**EXERCISE INSTRUCTIONS**:
Every line in the material below that includes "FromStr" should be copied.

─── RECORDS SHOWN

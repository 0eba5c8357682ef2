// src/services/dashboard_service.rs

use chrono::{DateTime, Utc};

use crate::{
    common::error::AppError,
    models::{dashboard::DashboardView, sale::SaleRecord},
    services::{
        loyalty_service::{self, LoyaltyService},
        metrics_service::MetricsService,
    },
};

#[derive(Clone)]
pub struct DashboardService {
    metrics: MetricsService,
    loyalty: LoyaltyService,
    alert_preview_limit: usize,
}

impl DashboardService {
    pub fn new(metrics: MetricsService, loyalty: LoyaltyService, alert_preview_limit: usize) -> Self {
        Self { metrics, loyalty, alert_preview_limit }
    }

    // Cards, gráficos e os primeiros alertas, todos com o mesmo `now`
    pub fn build(&self, sales: &[SaleRecord], now: DateTime<Utc>) -> Result<DashboardView, AppError> {
        let metrics = self.metrics.snapshot(sales, now)?;
        let alerts = self.loyalty.detect_alerts(sales, now)?;

        Ok(DashboardView {
            metrics,
            alert_count: alerts.len(),
            alerts: loyalty_service::take(&alerts, self.alert_preview_limit).to_vec(),
        })
    }
}

#[cfg(test)]
mod tests {
    use super::*;
    use crate::models::sale::{SaleCategory, SaleStatus};
    use chrono::{TimeDelta, TimeZone};
    use uuid::Uuid;

    #[test]
    fn preview_is_capped_but_count_is_complete() {
        let now = Utc.with_ymd_and_hms(2025, 1, 15, 9, 0, 0).unwrap();
        let sales: Vec<SaleRecord> = (0..8)
            .map(|i| {
                let mut sale = SaleRecord::new(
                    Uuid::new_v4(),
                    &format!("Cliente {i}"),
                    SaleCategory::Telecomunicacoes,
                    SaleStatus::Ativo,
                    "2023-06-01T10:00:00Z",
                );
                sale.active_date = Some((now - TimeDelta::days(365)).to_rfc3339());
                sale
            })
            .collect();

        let service = DashboardService::new(MetricsService::new(6, chrono_tz::Tz::Europe__Lisbon), LoyaltyService::new(11, 210), 5);
        let view = service.build(&sales, now).unwrap();

        assert_eq!(view.alert_count, 8);
        assert_eq!(view.alerts.len(), 5);
        assert_eq!(view.metrics.total_sales, 8);
        assert_eq!(view.metrics.by_category.telecomunicacoes, 8);
    }
}
// src/models.rs

pub mod sale;
pub mod dashboard;
pub mod loyalty;
pub mod report;
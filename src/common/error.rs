// src/common/error.rs

use thiserror::Error;
use uuid::Uuid;

use crate::services::password_service::PasswordViolation;

// Nosso tipo de erro, com `thiserror` para melhor ergonomia.
#[derive(Debug, Error)]
pub enum AppError {
    // Uma data obrigatória está ausente ou ilegível.
    // Nunca devolvemos métricas parciais: o cálculo inteiro falha.
    #[error("Dados inconsistentes na venda {sale_id}: campo '{field}' inválido ({value:?})")]
    DataIntegrity {
        sale_id: Uuid,
        field: &'static str,
        value: Option<String>,
    },

    #[error("Tamanho de senha inválido: {requested} (mínimo {minimum})")]
    InvalidPasswordLength { requested: usize, minimum: usize },

    #[error("Senha fraca: {0}")]
    WeakPassword(PasswordViolation),

    #[error("Filtro de relatório inválido")]
    InvalidFilter(#[source] validator::ValidationErrors),

    #[error("Configuração inválida: {0}")]
    InvalidConfig(String),

    #[error("Erro de validação da configuração")]
    ConfigValidation(#[from] validator::ValidationErrors),

    #[error("JSON inválido: {0}")]
    Json(#[from] serde_json::Error),
}

impl AppError {
    pub fn data_integrity(sale_id: Uuid, field: &'static str, value: Option<&str>) -> Self {
        AppError::DataIntegrity {
            sale_id,
            field,
            value: value.map(str::to_owned),
        }
    }

    /// Código estável para o front-end traduzir (o texto fica do lado de lá).
    pub fn code(&self) -> &'static str {
        match self {
            AppError::DataIntegrity { .. } => "DATA_INTEGRITY",
            AppError::InvalidPasswordLength { .. } => "INVALID_PASSWORD_LENGTH",
            AppError::WeakPassword(_) => "WEAK_PASSWORD",
            AppError::InvalidFilter(_) => "INVALID_FILTER",
            AppError::InvalidConfig(_) | AppError::ConfigValidation(_) => "INVALID_CONFIG",
            AppError::Json(_) => "INVALID_JSON",
        }
    }
}

#[cfg(test)]
mod tests {
    use super::*;

    #[test]
    fn data_integrity_message_names_sale_and_field() {
        let id = Uuid::nil();
        let err = AppError::data_integrity(id, "created_at", Some("ontem"));

        let msg = err.to_string();
        assert!(msg.contains("created_at"));
        assert!(msg.contains("ontem"));
        assert_eq!(err.code(), "DATA_INTEGRITY");
    }

    #[test]
    fn weak_password_wraps_the_violation() {
        let err = AppError::WeakPassword(PasswordViolation::TooShort);
        assert!(err.to_string().contains("8"));
        assert_eq!(err.code(), "WEAK_PASSWORD");
    }

    #[test]
    fn serde_errors_become_invalid_json() {
        let source = serde_json::from_str::<Vec<u32>>("[1, 2,").unwrap_err();
        let err = AppError::from(source);

        assert!(matches!(err, AppError::Json(_)));
        assert_eq!(err.code(), "INVALID_JSON");
        assert!(err.to_string().starts_with("JSON inválido"));
    }
}
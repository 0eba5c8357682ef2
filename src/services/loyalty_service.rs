// src/services/loyalty_service.rs

use chrono::{DateTime, TimeDelta, Utc};

use crate::{
    common::{
        dates::{days_until, optional_instant, required_instant},
        error::AppError,
    },
    models::{loyalty::LoyaltyAlert, sale::SaleRecord},
};

// "Mês" de fidelização: aproximação de 30 dias, mantida de propósito.
const DAYS_PER_MONTH: i64 = 30;

#[derive(Clone)]
pub struct LoyaltyService {
    alert_months: i64,
    banner_days: i64,
}

impl LoyaltyService {
    pub fn new(alert_months: u32, banner_days: u32) -> Self {
        Self {
            alert_months: i64::from(alert_months),
            banner_days: i64::from(banner_days),
        }
    }

    /// Varre as vendas e devolve os alertas na ordem da varredura.
    ///
    /// Uma venda entra se estiver ativa há `alert_months` meses de 30 dias
    /// e não tiver sido renovada (refid posterior do mesmo cliente).
    pub fn detect_alerts(
        &self,
        sales: &[SaleRecord],
        now: DateTime<Utc>,
    ) -> Result<Vec<LoyaltyAlert>, AppError> {
        // Datas de criação lidas uma vez só; a checagem de renovação é O(n²)
        let created: Vec<DateTime<Utc>> = sales
            .iter()
            .map(|s| required_instant(s.id, "created_at", s.created_at.as_deref()))
            .collect::<Result<_, _>>()?;

        let mut alerts = Vec::new();

        for (idx, sale) in sales.iter().enumerate() {
            if !self.is_due_for_renewal(sale, now)? {
                continue;
            }
            if was_renewed(sales, &created, idx) {
                tracing::debug!(sale_id = %sale.id, "Venda já renovada por refid, sem alerta");
                continue;
            }
            alerts.push(build_alert(sale, now)?);
        }

        tracing::debug!(total = alerts.len(), "Alertas de fidelização detectados");
        Ok(alerts)
    }

    /// Predicado da lista: ativa, com data de ativação, e há tempo suficiente.
    pub fn is_due_for_renewal(&self, sale: &SaleRecord, now: DateTime<Utc>) -> Result<bool, AppError> {
        if !sale.is_active() {
            return Ok(false);
        }
        let Some(active_date) = optional_instant(sale.id, "active_date", sale.active_date.as_deref())? else {
            return Ok(false);
        };

        Ok(now - active_date >= TimeDelta::days(self.alert_months * DAYS_PER_MONTH))
    }

    /// Predicado do banner na página da venda: faltam `banner_days` dias ou menos.
    ///
    /// Independente de `is_due_for_renewal`; sem data de fim não há banner.
    pub fn shows_loyalty_banner(&self, sale: &SaleRecord, now: DateTime<Utc>) -> Result<bool, AppError> {
        if !sale.is_active() {
            return Ok(false);
        }
        Ok(days_until_end(sale, now)?.is_some_and(|days| days <= self.banner_days))
    }
}

/// Dias até o fim da fidelização (arredonda para cima, mínimo 0).
pub fn days_until_end(sale: &SaleRecord, now: DateTime<Utc>) -> Result<Option<i64>, AppError> {
    let end = optional_instant(sale.id, "loyalty_end_date", sale.loyalty_end_date.as_deref())?;
    Ok(end.map(|end| days_until(end, now)))
}

/// Recorte de exibição (o dashboard mostra só os primeiros).
pub fn take(alerts: &[LoyaltyAlert], n: usize) -> &[LoyaltyAlert] {
    &alerts[..alerts.len().min(n)]
}

fn was_renewed(sales: &[SaleRecord], created: &[DateTime<Utc>], idx: usize) -> bool {
    let candidate = &sales[idx];

    sales.iter().zip(created).any(|(other, other_created)| {
        other.id != candidate.id
            && other.is_refid()
            && other.same_client_as(candidate)
            && *other_created > created[idx]
    })
}

fn build_alert(sale: &SaleRecord, now: DateTime<Utc>) -> Result<LoyaltyAlert, AppError> {
    let loyalty_end_date = optional_instant(sale.id, "loyalty_end_date", sale.loyalty_end_date.as_deref())?;

    Ok(LoyaltyAlert {
        sale_id: sale.id,
        client_name: sale.client_name.clone(),
        partner_name: sale.partner_name.clone(),
        category: sale.category,
        days_until_end: loyalty_end_date.map(|end| days_until(end, now)),
        loyalty_end_date,
    })
}
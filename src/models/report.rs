// src/models/report.rs

use chrono::{DateTime, Utc};
use rust_decimal::Decimal;
use serde::{Deserialize, Serialize};
use uuid::Uuid;
use validator::{Validate, ValidationError};

use crate::models::dashboard::{CategoryBreakdown, StatusBreakdown};
use crate::models::sale::{SaleCategory, SaleRecord, SaleStatus};

// Filtros da página de relatórios. Tudo opcional; o que vier tem de bater.
#[derive(Debug, Clone, Default, PartialEq, Serialize, Deserialize, Validate)]
#[serde(rename_all = "camelCase")]
#[validate(schema(function = "validate_date_range"))]
pub struct ReportFilter {
    pub start_date: Option<DateTime<Utc>>,
    pub end_date: Option<DateTime<Utc>>,
    pub category: Option<SaleCategory>,
    pub status: Option<SaleStatus>,
    pub seller_id: Option<Uuid>,
    pub partner_id: Option<Uuid>,
}

impl ReportFilter {
    pub fn has_date_range(&self) -> bool {
        self.start_date.is_some() || self.end_date.is_some()
    }
}

fn validate_date_range(filter: &ReportFilter) -> Result<(), ValidationError> {
    if let (Some(start), Some(end)) = (filter.start_date, filter.end_date) {
        if start > end {
            let mut err = ValidationError::new("date_range");
            err.message = Some("A data de início é posterior à data de fim.".into());
            return Err(err);
        }
    }
    Ok(())
}

#[derive(Debug, Clone, PartialEq, Serialize)]
#[serde(rename_all = "camelCase")]
pub struct SalesReport {
    pub sales: Vec<SaleRecord>,
    pub total_sales: u64,
    pub total_value: Decimal,
    pub total_commission: Decimal,
    pub by_category: CategoryBreakdown,
    pub by_status: StatusBreakdown,
}
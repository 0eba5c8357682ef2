// src/models/loyalty.rs

use chrono::{DateTime, Utc};
use serde::Serialize;
use uuid::Uuid;

use crate::models::sale::SaleCategory;

// Alerta de fim de fidelização. Não é persistido, só exibido.
#[derive(Debug, Clone, PartialEq, Serialize)]
#[serde(rename_all = "camelCase")]
pub struct LoyaltyAlert {
    pub sale_id: Uuid,
    pub client_name: String,
    pub partner_name: Option<String>,
    pub category: SaleCategory,

    // Ambos ausentes quando a venda não tem data de fim de fidelização
    pub days_until_end: Option<i64>,
    pub loyalty_end_date: Option<DateTime<Utc>>,
}
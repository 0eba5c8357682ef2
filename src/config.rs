// src/config.rs

use std::{env, str::FromStr};

use chrono_tz::Tz;
use validator::{Validate, ValidationError};

use crate::{
    common::error::AppError,
    services::{
        dashboard_service::DashboardService, loyalty_service::LoyaltyService,
        metrics_service::MetricsService, password_service::PasswordService,
        report_service::ReportService,
    },
};

// Limiares do dashboard e da política de senhas
#[derive(Debug, Clone, PartialEq, Eq, Validate)]
pub struct AppConfig {
    #[validate(range(min = 1, max = 120))]
    pub monthly_window: usize,

    #[validate(range(min = 1, max = 120))]
    pub loyalty_alert_months: u32,

    #[validate(range(max = 3650))]
    pub loyalty_banner_days: u32,

    #[validate(range(min = 1, max = 100))]
    pub alert_preview_limit: usize,

    #[validate(range(min = 8, max = 128))]
    pub password_length: usize,

    // Nome IANA, ex: "Europe/Lisbon". Define o que é "este mês" no dashboard.
    #[validate(custom(function = "validate_timezone"))]
    pub timezone: String,
}

fn validate_timezone(value: &str) -> Result<(), ValidationError> {
    value
        .parse::<Tz>()
        .map(|_| ())
        .map_err(|_| ValidationError::new("timezone"))
}

impl Default for AppConfig {
    fn default() -> Self {
        Self {
            monthly_window: 6,
            loyalty_alert_months: 11,
            loyalty_banner_days: 210,
            alert_preview_limit: 5,
            password_length: 12,
            timezone: "Europe/Lisbon".to_owned(),
        }
    }
}

impl AppConfig {
    /// Lê do ambiente (e do `.env`, se existir). Variável ausente usa o padrão.
    pub fn from_env() -> Result<Self, AppError> {
        dotenvy::dotenv().ok();

        let defaults = Self::default();
        let config = Self {
            monthly_window: env_or("CRM_MONTHLY_WINDOW", defaults.monthly_window)?,
            loyalty_alert_months: env_or("CRM_LOYALTY_ALERT_MONTHS", defaults.loyalty_alert_months)?,
            loyalty_banner_days: env_or("CRM_LOYALTY_BANNER_DAYS", defaults.loyalty_banner_days)?,
            alert_preview_limit: env_or("CRM_ALERT_PREVIEW_LIMIT", defaults.alert_preview_limit)?,
            password_length: env_or("CRM_PASSWORD_LENGTH", defaults.password_length)?,
            timezone: env_or("CRM_TIMEZONE", defaults.timezone)?,
        };

        config.validate()?;
        Ok(config)
    }

    pub fn tz(&self) -> Result<Tz, AppError> {
        self.timezone
            .parse()
            .map_err(|_| AppError::InvalidConfig(format!("CRM_TIMEZONE={}", self.timezone)))
    }
}

fn env_or<T: FromStr>(key: &str, default: T) -> Result<T, AppError> {
    match env::var(key) {
        Ok(raw) => raw
            .trim()
            .parse()
            .map_err(|_| AppError::InvalidConfig(format!("{key}={raw}"))),
        Err(_) => Ok(default),
    }
}

// O estado compartilhado, com o gráfico de dependências já montado
#[derive(Clone)]
pub struct AppState {
    pub config: AppConfig,
    pub dashboard_service: DashboardService,
    pub loyalty_service: LoyaltyService,
    pub report_service: ReportService,
    pub password_service: PasswordService,
}

impl AppState {
    pub fn new(config: AppConfig) -> Result<Self, AppError> {
        config.validate()?;
        let timezone = config.tz()?;

        let loyalty_service = LoyaltyService::new(config.loyalty_alert_months, config.loyalty_banner_days);
        let dashboard_service = DashboardService::new(
            MetricsService::new(config.monthly_window, timezone),
            loyalty_service.clone(),
            config.alert_preview_limit,
        );

        tracing::info!(?config, "Serviços inicializados");

        Ok(Self {
            password_service: PasswordService::new(config.password_length),
            report_service: ReportService::new(),
            loyalty_service,
            dashboard_service,
            config,
        })
    }
}

#[cfg(test)]
mod tests {
    use super::*;

    #[test]
    fn defaults_are_valid() {
        let config = AppConfig::default();
        assert!(config.validate().is_ok());
        assert!(AppState::new(config).is_ok());
    }

    #[test]
    fn out_of_range_values_are_rejected() {
        let config = AppConfig { password_length: 4, ..AppConfig::default() };
        assert!(matches!(AppState::new(config), Err(AppError::ConfigValidation(_))));

        let config = AppConfig { monthly_window: 0, ..AppConfig::default() };
        assert!(config.validate().is_err());
    }

    #[test]
    fn timezone_must_be_an_iana_name() {
        assert_eq!(AppConfig::default().tz().unwrap(), Tz::Europe__Lisbon);

        let config = AppConfig { timezone: "America/Sao_Paulo".into(), ..AppConfig::default() };
        assert!(AppState::new(config).is_ok());

        let config = AppConfig { timezone: "Lisboa/Centro".into(), ..AppConfig::default() };
        assert!(matches!(AppState::new(config), Err(AppError::ConfigValidation(_))));

        let config = AppConfig { timezone: "UTC+1".into(), ..AppConfig::default() };
        assert!(config.validate().is_err());
        assert!(matches!(config.tz(), Err(AppError::InvalidConfig(_))));
    }

    #[test]
    fn unset_variable_falls_back_to_default() {
        let value: u32 = env_or("CRM_VARIAVEL_QUE_NAO_EXISTE", 42).unwrap();
        assert_eq!(value, 42);
    }
}
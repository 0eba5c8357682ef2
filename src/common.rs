// src/common.rs

pub mod error;
pub mod dates;
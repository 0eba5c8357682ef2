// src/services.rs

pub mod metrics_service;
pub mod loyalty_service;
pub mod password_service;
pub mod report_service;
pub mod dashboard_service;

pub use dashboard_service::DashboardService;
pub use loyalty_service::LoyaltyService;
pub use metrics_service::MetricsService;
pub use password_service::PasswordService;
pub use report_service::ReportService;
//src/main.rs

use std::io::{self, Read};

use anyhow::Context;
use chrono::Utc;
use tracing_subscriber::EnvFilter;

use crm_vendas::{models::sale, AppConfig, AppState};

// Lê um array JSON de vendas no stdin e imprime o dashboard em JSON.
fn main() -> anyhow::Result<()> {
    // Logs vão para o stderr, o stdout fica só com o JSON
    tracing_subscriber::fmt()
        .with_env_filter(EnvFilter::try_from_default_env().unwrap_or_else(|_| EnvFilter::new("info")))
        .with_writer(io::stderr)
        .with_target(false)
        .compact()
        .init();

    let config = AppConfig::from_env().context("Falha ao carregar a configuração")?;
    let app_state = AppState::new(config).context("Falha ao inicializar o estado da aplicação")?;

    let mut input = String::new();
    io::stdin()
        .read_to_string(&mut input)
        .context("Falha ao ler as vendas do stdin")?;

    let sales = sale::parse_sales(&input).context("O stdin deve conter um array JSON de vendas")?;
    tracing::info!("📥 {} vendas carregadas", sales.len());

    // Um único "agora" para o cálculo inteiro
    let now = Utc::now();
    let view = app_state.dashboard_service.build(&sales, now)?;

    tracing::info!(
        "✅ Dashboard calculado: {} alertas de fidelização",
        view.alert_count
    );

    println!("{}", serde_json::to_string_pretty(&view)?);
    Ok(())
}
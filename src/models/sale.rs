// src/models/sale.rs

use rust_decimal::Decimal;
use serde::{Deserialize, Deserializer, Serialize};
use uuid::Uuid;

use crate::common::error::AppError;

// --- ENUMS (códigos crus, os rótulos ficam no front-end) ---

#[derive(Debug, Clone, Copy, PartialEq, Eq, Hash, Serialize, Deserialize)]
#[serde(rename_all = "snake_case")]
pub enum SaleCategory {
    Energia,
    Telecomunicacoes,
    PaineisSolares,
}

impl SaleCategory {
    pub const ALL: [SaleCategory; 3] = [
        SaleCategory::Energia,
        SaleCategory::Telecomunicacoes,
        SaleCategory::PaineisSolares,
    ];
}

#[derive(Debug, Clone, Copy, PartialEq, Eq, Hash, Serialize, Deserialize)]
#[serde(rename_all = "snake_case")]
pub enum SaleType {
    NovaInstalacao,
    Refid, // Renovação de um contrato anterior
}

#[derive(Debug, Clone, Copy, PartialEq, Eq, Hash, Serialize, Deserialize)]
#[serde(rename_all = "snake_case")]
pub enum SaleStatus {
    EmNegociacao,
    Pendente,
    Ativo,
    Perdido,
    Anulado,
}

impl SaleStatus {
    pub const ALL: [SaleStatus; 5] = [
        SaleStatus::EmNegociacao,
        SaleStatus::Pendente,
        SaleStatus::Ativo,
        SaleStatus::Perdido,
        SaleStatus::Anulado,
    ];
}

// --- VENDA (como vem do banco) ---

// As datas chegam como texto e só são interpretadas no cálculo,
// para que uma data podre vire erro de integridade em vez de sumir no parse.
// Entra em snake_case (colunas do banco), sai em camelCase como o resto da API.
#[derive(Debug, Clone, PartialEq, Serialize, Deserialize)]
#[serde(rename_all(serialize = "camelCase"))]
pub struct SaleRecord {
    pub id: Uuid,

    #[serde(default, deserialize_with = "null_as_empty")]
    pub client_name: String,
    #[serde(default, deserialize_with = "null_as_empty")]
    pub client_address: String,
    pub client_email: Option<String>,
    pub client_phone: Option<String>,
    pub client_nif: Option<String>,

    pub category: SaleCategory,
    pub sale_type: Option<SaleType>,
    pub status: SaleStatus,

    // Valores (nulo soma como zero)
    pub contract_value: Option<Decimal>,
    pub commission: Option<Decimal>,

    // Vínculos
    pub seller_id: Option<Uuid>,
    pub seller_name: Option<String>,
    pub partner_id: Option<Uuid>,
    pub partner_name: Option<String>,

    // Fidelização
    pub loyalty_months: Option<u32>,
    pub active_date: Option<String>,
    pub loyalty_end_date: Option<String>,

    pub created_at: Option<String>,
}

// O banco devolve `null` em morada não preenchida
fn null_as_empty<'de, D>(deserializer: D) -> Result<String, D::Error>
where
    D: Deserializer<'de>,
{
    Ok(Option::<String>::deserialize(deserializer)?.unwrap_or_default())
}

/// Lê um array JSON de vendas tal como o banco o exporta.
pub fn parse_sales(json: &str) -> Result<Vec<SaleRecord>, AppError> {
    Ok(serde_json::from_str(json)?)
}

impl SaleRecord {
    /// Venda mínima, útil para montar dados de teste e fixtures.
    pub fn new(
        id: Uuid,
        client_name: &str,
        category: SaleCategory,
        status: SaleStatus,
        created_at: &str,
    ) -> Self {
        Self {
            id,
            client_name: client_name.to_owned(),
            client_address: String::new(),
            client_email: None,
            client_phone: None,
            client_nif: None,
            category,
            sale_type: None,
            status,
            contract_value: None,
            commission: None,
            seller_id: None,
            seller_name: None,
            partner_id: None,
            partner_name: None,
            loyalty_months: None,
            active_date: None,
            loyalty_end_date: None,
            created_at: Some(created_at.to_owned()),
        }
    }

    pub fn contract_value_or_zero(&self) -> Decimal {
        self.contract_value.unwrap_or(Decimal::ZERO)
    }

    pub fn commission_or_zero(&self) -> Decimal {
        self.commission.unwrap_or(Decimal::ZERO)
    }

    pub fn is_active(&self) -> bool {
        self.status == SaleStatus::Ativo
    }

    pub fn is_refid(&self) -> bool {
        self.sale_type == Some(SaleType::Refid)
    }

    /// Mesmo cliente para efeitos de renovação: nome E morada iguais.
    pub fn same_client_as(&self, other: &SaleRecord) -> bool {
        self.client_name == other.client_name && self.client_address == other.client_address
    }
}

#[cfg(test)]
mod tests {
    use super::*;

    #[test]
    fn deserializes_store_row_with_nulls() {
        let json = r#"{
            "id": "6f1c1b9e-5d0e-4a57-9a8c-0d0b3e4c2a11",
            "client_name": "Maria Silva",
            "client_address": "Rua Direita 10, Leiria",
            "category": "telecomunicacoes",
            "sale_type": null,
            "status": "em_negociacao",
            "contract_value": 39.5,
            "commission": null,
            "active_date": null,
            "loyalty_end_date": null,
            "created_at": "2024-03-15T10:00:00+00:00"
        }"#;

        let sale: SaleRecord = serde_json::from_str(json).unwrap();

        assert_eq!(sale.category, SaleCategory::Telecomunicacoes);
        assert_eq!(sale.status, SaleStatus::EmNegociacao);
        assert_eq!(sale.sale_type, None);
        assert_eq!(sale.commission_or_zero(), Decimal::ZERO);
        assert_eq!(sale.contract_value_or_zero(), "39.5".parse::<Decimal>().unwrap());
        assert!(sale.partner_name.is_none());
    }

    #[test]
    fn null_address_becomes_empty() {
        let json = r#"{
            "id": "6f1c1b9e-5d0e-4a57-9a8c-0d0b3e4c2a12",
            "client_name": "Rui",
            "client_address": null,
            "category": "energia",
            "status": "ativo",
            "created_at": "2024-03-15"
        }"#;

        let sale: SaleRecord = serde_json::from_str(json).unwrap();
        assert_eq!(sale.client_address, "");
        assert_eq!(sale.sale_type, None);
    }

    #[test]
    fn parse_sales_reads_an_array_of_rows() {
        let json = r#"[{
            "id": "6f1c1b9e-5d0e-4a57-9a8c-0d0b3e4c2a13",
            "client_name": "Inês",
            "category": "energia",
            "status": "pendente",
            "created_at": "2024-03-15"
        }]"#;

        let sales = parse_sales(json).unwrap();
        assert_eq!(sales.len(), 1);
        assert_eq!(sales[0].status, SaleStatus::Pendente);
    }

    #[test]
    fn parse_sales_reports_bad_input_as_invalid_json() {
        for bad in ["", "{\"id\": 1}", "[{\"category\": \"agua\"}]"] {
            let err = parse_sales(bad).unwrap_err();
            assert!(matches!(err, AppError::Json(_)), "entrada: {bad}");
            assert_eq!(err.code(), "INVALID_JSON");
        }
    }

    #[test]
    fn reads_snake_case_and_writes_camel_case() {
        let json = r#"{
            "id": "6f1c1b9e-5d0e-4a57-9a8c-0d0b3e4c2a14",
            "client_name": "Tiago",
            "client_address": "Rua Nova 3",
            "category": "paineis_solares",
            "sale_type": "nova_instalacao",
            "status": "ativo",
            "contract_value": 12,
            "loyalty_end_date": "2026-01-01",
            "created_at": "2024-03-15"
        }"#;
        let sale: SaleRecord = serde_json::from_str(json).unwrap();

        let out = serde_json::to_value(&sale).unwrap();

        assert_eq!(out["clientName"], "Tiago");
        assert_eq!(out["clientAddress"], "Rua Nova 3");
        assert_eq!(out["saleType"], "nova_instalacao");
        assert_eq!(out["category"], "paineis_solares");
        assert_eq!(out["loyaltyEndDate"], "2026-01-01");
        assert_eq!(out["createdAt"], "2024-03-15");
        assert!(out.get("client_name").is_none());
    }

    #[test]
    fn parses_refid_and_enum_codes() {
        let sale_type: SaleType = serde_json::from_str("\"refid\"").unwrap();
        let category: SaleCategory = serde_json::from_str("\"paineis_solares\"").unwrap();
        let status: SaleStatus = serde_json::from_str("\"anulado\"").unwrap();

        assert_eq!(sale_type, SaleType::Refid);
        assert_eq!(category, SaleCategory::PaineisSolares);
        assert_eq!(status, SaleStatus::Anulado);
    }

    #[test]
    fn same_client_needs_name_and_address() {
        let mut a = SaleRecord::new(Uuid::new_v4(), "Ana", SaleCategory::Energia, SaleStatus::Ativo, "2024-01-01");
        a.client_address = "Rua A".into();
        let mut b = a.clone();
        b.id = Uuid::new_v4();

        assert!(a.same_client_as(&b));

        b.client_address = "Rua B".into();
        assert!(!a.same_client_as(&b));
    }
}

──────

**EXERCISE RESULT**:
use std::{env, str::FromStr};
fn env_or<T: FromStr>(key: &str, default: T) -> Result<T, AppError> {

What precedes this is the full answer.